What you will do >>
Go through the material below and please tally the lines that hold the word "values"; the number alone is the answer.

Supplied data >>
▬▬▬
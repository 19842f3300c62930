//! CLI for the tidemark tank level collector.
//!
//! Runs the acquisition loop, surveys the sensor for calibration, and reads
//! the level history back as raw rows, bucketed statistics, or a summary.

use std::path::{Path, PathBuf};
use std::sync::atomic::AtomicBool;
use std::thread;

use chrono::{Local, TimeDelta};
use clap::{Parser, Subcommand, ValueEnum};
use tidemark::query::{self, Granularity, TimeBound, TimeRange, format_timestamp};
use tidemark::sensor::{AdcFileSensor, Sensor};
use tidemark::store::{LevelReading, LevelStore};
use tidemark::window::survey;
use tidemark::{Collector, Config};
use tracing::{info, warn};
use tracing_subscriber::EnvFilter;

/// tidemark: tank level monitoring with change-compacted history.
#[derive(Parser)]
#[command(name = "tidemark", version, about)]
struct Cli {
    /// Path to the JSON configuration file.
    #[arg(long, global = true, default_value = "tidemark.json")]
    config: PathBuf,

    /// Database path, overriding `store.path` from the configuration.
    #[arg(long, global = true)]
    db: Option<PathBuf>,

    #[command(subcommand)]
    command: Commands,
}

/// Available CLI commands.
#[derive(Subcommand)]
enum Commands {
    /// Write a default configuration file and create the database.
    Init {
        /// Overwrite an existing configuration file.
        #[arg(long)]
        force: bool,
    },

    /// Run the acquisition loop until killed.
    Collect,

    /// Sample the sensor and report the most frequent readings.
    ///
    /// Run once with the tank empty and once with it full to find
    /// `raw_min` and `raw_max`.
    Calibrate {
        /// Number of readings to take.
        #[arg(long, default_value = "600")]
        ticks: usize,

        /// Number of most frequent readings to print.
        #[arg(long, default_value = "5")]
        top: usize,
    },

    /// Print raw rows in a time range.
    Query {
        #[command(flatten)]
        range: RangeArgs,

        /// Output format.
        #[arg(long, default_value = "csv")]
        format: OutputFormat,
    },

    /// Print bucketed statistics over a time range.
    Aggregate {
        #[command(flatten)]
        range: RangeArgs,

        /// Bucket width.
        #[arg(long, short, default_value = "hour")]
        granularity: Granularity,

        /// Output format.
        #[arg(long, default_value = "csv")]
        format: OutputFormat,
    },

    /// Print the most recent row.
    Latest {
        /// Output format.
        #[arg(long, default_value = "csv")]
        format: OutputFormat,
    },

    /// Display database location, size, row count and summary statistics.
    Info,
}

/// Time range selection shared by the read commands.
#[derive(clap::Args)]
struct RangeArgs {
    /// Range start: `YYYY-MM-DD` or `YYYY-MM-DD HH:MM:SS`.
    #[arg(long)]
    from: Option<String>,

    /// Range end: `YYYY-MM-DD` (whole day) or `YYYY-MM-DD HH:MM:SS`. Defaults to now.
    #[arg(long)]
    to: Option<String>,

    /// Range ending now (e.g., "90m", "24h", "7d"), used when `--from` is absent.
    #[arg(long, default_value = "24h")]
    last: String,
}

/// Output format for query results.
#[derive(Clone, ValueEnum)]
enum OutputFormat {
    /// Comma-separated values.
    Csv,
    /// JSON.
    Json,
}

fn main() {
    tracing_subscriber::fmt()
        .with_env_filter(
            EnvFilter::try_from_default_env().unwrap_or_else(|_| EnvFilter::new("info")),
        )
        .with_writer(std::io::stderr)
        .init();

    let cli = Cli::parse();

    let result = match cli.command {
        Commands::Init { force } => cmd_init(&cli.config, cli.db, force),
        Commands::Collect => cmd_collect(&cli.config, cli.db),
        Commands::Calibrate { ticks, top } => cmd_calibrate(&cli.config, ticks, top),
        Commands::Query { range, format } => cmd_query(&cli.config, cli.db, &range, &format),
        Commands::Aggregate {
            range,
            granularity,
            format,
        } => cmd_aggregate(&cli.config, cli.db, &range, granularity, &format),
        Commands::Latest { format } => cmd_latest(&cli.config, cli.db, &format),
        Commands::Info => cmd_info(&cli.config, cli.db),
    };

    if let Err(e) = result {
        eprintln!("Error: {e}");
        std::process::exit(1);
    }
}

/// Implements `tidemark init`.
fn cmd_init(
    config_path: &Path,
    db: Option<PathBuf>,
    force: bool,
) -> Result<(), Box<dyn std::error::Error>> {
    if config_path.exists() && !force {
        return Err(format!(
            "'{}' already exists (use --force to overwrite)",
            config_path.display()
        )
        .into());
    }

    let mut config = Config::default();
    if let Some(db) = db {
        config.store.path = db;
    }
    config.save(config_path)?;
    println!("Wrote {}", config_path.display());

    let store = LevelStore::open(&config.store.path, config.store_options())?;
    println!("Database: {} ({} rows)", store.path().display(), store.count()?);

    Ok(())
}

/// Implements `tidemark collect`.
fn cmd_collect(config_path: &Path, db: Option<PathBuf>) -> Result<(), Box<dyn std::error::Error>> {
    let config = load_config(config_path, db)?;
    let mut store = LevelStore::open(&config.store.path, config.store_options())?;
    let sensor = AdcFileSensor::from_config(&config.sensor)?;
    info!(sensor = %sensor.path().display(), reducer = ?config.sampling.reducer, "starting acquisition");

    let mut collector = Collector::new(sensor, &config, &mut store)?;
    let stats = collector.run(&AtomicBool::new(false));
    println!(
        "Collected {} ticks: {} recorded, {} skipped, {} failed writes",
        stats.ticks, stats.recorded, stats.skipped, stats.write_failures
    );

    Ok(())
}

/// Implements `tidemark calibrate`.
#[allow(clippy::cast_precision_loss)] // counts are display-only
fn cmd_calibrate(
    config_path: &Path,
    ticks: usize,
    top: usize,
) -> Result<(), Box<dyn std::error::Error>> {
    let config = load_config(config_path, None)?;
    let mut sensor = AdcFileSensor::from_config(&config.sensor)?;
    let progress_every = (ticks / 10).max(1);

    println!(
        "Sampling {} for {ticks} ticks every {:?}...",
        sensor.path().display(),
        config.sampling.tick_interval
    );

    let mut values = Vec::with_capacity(ticks);
    for i in 1..=ticks {
        match sensor.read_raw() {
            Some(value) if value > 0.0 => values.push(value),
            Some(value) => warn!(value, "discarding non-positive reading"),
            None => {}
        }
        if i % progress_every == 0 {
            println!("  {i}/{ticks} ticks, {} valid", values.len());
        }
        if i < ticks {
            thread::sleep(config.sampling.tick_interval);
        }
    }

    let survey = survey(&values, top).ok_or("no valid readings collected")?;

    println!();
    println!("Most frequent reading: {}", survey.mode);
    println!("Top {} of {} readings:", survey.top.len(), survey.total);
    for (value, count) in &survey.top {
        let share = *count as f64 / survey.total as f64 * 100.0;
        println!("  {value:>10.3}  {count:>6}  ({share:.1}%)");
    }
    println!();
    println!("Use this value as calibration.raw_min (empty tank) or raw_max (full tank).");

    Ok(())
}

/// Implements `tidemark query`.
fn cmd_query(
    config_path: &Path,
    db: Option<PathBuf>,
    range_args: &RangeArgs,
    format: &OutputFormat,
) -> Result<(), Box<dyn std::error::Error>> {
    let config = load_config(config_path, db)?;
    let store = LevelStore::open_read_only(&config.store.path)?;
    let range = resolve_range(range_args)?;
    let rows = store.query_raw(&range)?;

    match format {
        OutputFormat::Csv => {
            println!("# range={range}, rows={}", rows.len());
            print_rows_csv(&rows);
        }
        OutputFormat::Json => {
            let output = serde_json::json!({
                "start": format_timestamp(range.start()),
                "end": format_timestamp(range.end()),
                "count": rows.len(),
                "data": rows.iter().map(row_json).collect::<Vec<_>>(),
            });
            println!("{}", serde_json::to_string_pretty(&output)?);
        }
    }

    Ok(())
}

/// Implements `tidemark aggregate`.
fn cmd_aggregate(
    config_path: &Path,
    db: Option<PathBuf>,
    range_args: &RangeArgs,
    granularity: Granularity,
    format: &OutputFormat,
) -> Result<(), Box<dyn std::error::Error>> {
    let config = load_config(config_path, db)?;
    let store = LevelStore::open_read_only(&config.store.path)?;
    let range = resolve_range(range_args)?;
    let aggregation = store.aggregate(&range, granularity, &config.query.range_caps)?;

    match format {
        OutputFormat::Csv => {
            if let Some(adjustment) = &aggregation.adjustment {
                eprintln!("Note: {adjustment}");
            }
            println!(
                "# granularity={granularity}, range={}..{}, buckets={}",
                format_timestamp(aggregation.start),
                format_timestamp(aggregation.end),
                aggregation.buckets.len()
            );
            println!(
                "bucket,count,level_min,level_max,level_mean,level_std_dev,\
                 volume_min,volume_max,volume_mean,volume_std_dev"
            );
            for b in &aggregation.buckets {
                println!(
                    "{},{},{},{},{:.3},{:.3},{},{},{:.3},{:.3}",
                    format_timestamp(b.start),
                    b.count,
                    b.level.min,
                    b.level.max,
                    b.level.mean,
                    b.level.std_dev,
                    b.volume.min,
                    b.volume.max,
                    b.volume.mean,
                    b.volume.std_dev
                );
            }
        }
        OutputFormat::Json => {
            println!("{}", serde_json::to_string_pretty(&aggregation)?);
        }
    }

    Ok(())
}

/// Implements `tidemark latest`.
fn cmd_latest(
    config_path: &Path,
    db: Option<PathBuf>,
    format: &OutputFormat,
) -> Result<(), Box<dyn std::error::Error>> {
    let config = load_config(config_path, db)?;
    let store = LevelStore::open_read_only(&config.store.path)?;
    let latest = store.latest()?.ok_or("no measurements recorded yet")?;

    match format {
        OutputFormat::Csv => print_rows_csv(std::slice::from_ref(&latest)),
        OutputFormat::Json => println!("{}", serde_json::to_string_pretty(&row_json(&latest))?),
    }

    Ok(())
}

/// Implements `tidemark info`.
fn cmd_info(config_path: &Path, db: Option<PathBuf>) -> Result<(), Box<dyn std::error::Error>> {
    let config = load_config(config_path, db)?;
    let store = LevelStore::open_read_only(&config.store.path)?;

    let size = db_size(store.path())?;
    println!("Database: {}", store.path().display());
    println!("Disk usage: {} ({size} bytes)", format_bytes(size));
    println!("Rows: {}", store.count()?);
    println!(
        "Window: {} ticks of {:?}, reducer {:?}",
        config.window_ticks(),
        config.sampling.tick_interval,
        config.sampling.reducer
    );
    println!(
        "Boundary offset: {:?}",
        config.store_options().boundary_offset
    );

    if let Some(latest) = store.latest()? {
        println!();
        println!(
            "Latest: {} level={} volume={}",
            format_timestamp(latest.timestamp),
            latest.level,
            latest.volume
        );
    }

    if let Some(summary) = query::summarize(&store.all()?) {
        println!();
        println!(
            "History: {} .. {}",
            format_timestamp(summary.first),
            format_timestamp(summary.last)
        );
        println!(
            "  level   min={} max={} mean={:.3} std_dev={:.3}",
            summary.level.min, summary.level.max, summary.level.mean, summary.level.std_dev
        );
        println!(
            "  volume  min={} max={} mean={:.3} std_dev={:.3}",
            summary.volume.min, summary.volume.max, summary.volume.mean, summary.volume.std_dev
        );
    }

    Ok(())
}

/// Loads the configuration, falling back to defaults when the file is absent.
fn load_config(path: &Path, db: Option<PathBuf>) -> Result<Config, Box<dyn std::error::Error>> {
    let mut config = if path.exists() {
        Config::load(path)?
    } else {
        warn!(path = %path.display(), "config file not found, using defaults");
        Config::default()
    };
    if let Some(db) = db {
        config.store.path = db;
    }
    Ok(config)
}

/// Resolves `--from`/`--to`/`--last` into a time range.
fn resolve_range(args: &RangeArgs) -> Result<TimeRange, Box<dyn std::error::Error>> {
    let now = Local::now().naive_local();
    let end: TimeBound = match &args.to {
        Some(to) => to.parse()?,
        None => now.into(),
    };
    let start: TimeBound = match &args.from {
        Some(from) => from.parse()?,
        None => (end.as_end() - parse_duration(&args.last)?).into(),
    };
    Ok(TimeRange::from_bounds(start, end)?)
}

/// Parses a human-readable duration string (e.g., "90m", "24h", "7d").
fn parse_duration(s: &str) -> Result<TimeDelta, Box<dyn std::error::Error>> {
    let s = s.trim();
    let Some((split, unit)) = s.char_indices().next_back() else {
        return Err("Empty duration string".into());
    };
    let num_str = &s[..split];

    let from_unit: fn(i64) -> Option<TimeDelta> = match unit {
        's' => TimeDelta::try_seconds,
        'm' => TimeDelta::try_minutes,
        'h' => TimeDelta::try_hours,
        'd' => TimeDelta::try_days,
        'w' => TimeDelta::try_weeks,
        _ => return Err(format!("Unknown duration unit: '{unit}'. Use s, m, h, d, or w.").into()),
    };
    let num: i64 = num_str
        .parse()
        .map_err(|_| format!("Invalid duration number: '{num_str}'"))?;

    from_unit(num).ok_or_else(|| format!("Duration out of range: '{s}'").into())
}

fn print_rows_csv(rows: &[LevelReading]) {
    println!("time,level,volume");
    for row in rows {
        println!("{},{},{}", format_timestamp(row.timestamp), row.level, row.volume);
    }
}

fn row_json(row: &LevelReading) -> serde_json::Value {
    serde_json::json!({
        "time": format_timestamp(row.timestamp),
        "level": row.level,
        "volume": row.volume,
    })
}

/// Size of the database file plus its WAL.
fn db_size(path: &Path) -> Result<u64, Box<dyn std::error::Error>> {
    let mut total = std::fs::metadata(path)?.len();
    let mut wal = path.as_os_str().to_owned();
    wal.push("-wal");
    if let Ok(metadata) = std::fs::metadata(PathBuf::from(wal)) {
        total += metadata.len();
    }
    Ok(total)
}

/// Formats a byte count as a human-readable string.
#[allow(clippy::cast_precision_loss)] // Byte counts are display-only
fn format_bytes(bytes: u64) -> String {
    if bytes >= 1_048_576 {
        format!("{:.1} MB", bytes as f64 / 1_048_576.0)
    } else if bytes >= 1024 {
        format!("{:.1} KB", bytes as f64 / 1024.0)
    } else {
        format!("{bytes} B")
    }
}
▬▬▬
The completed task >>
5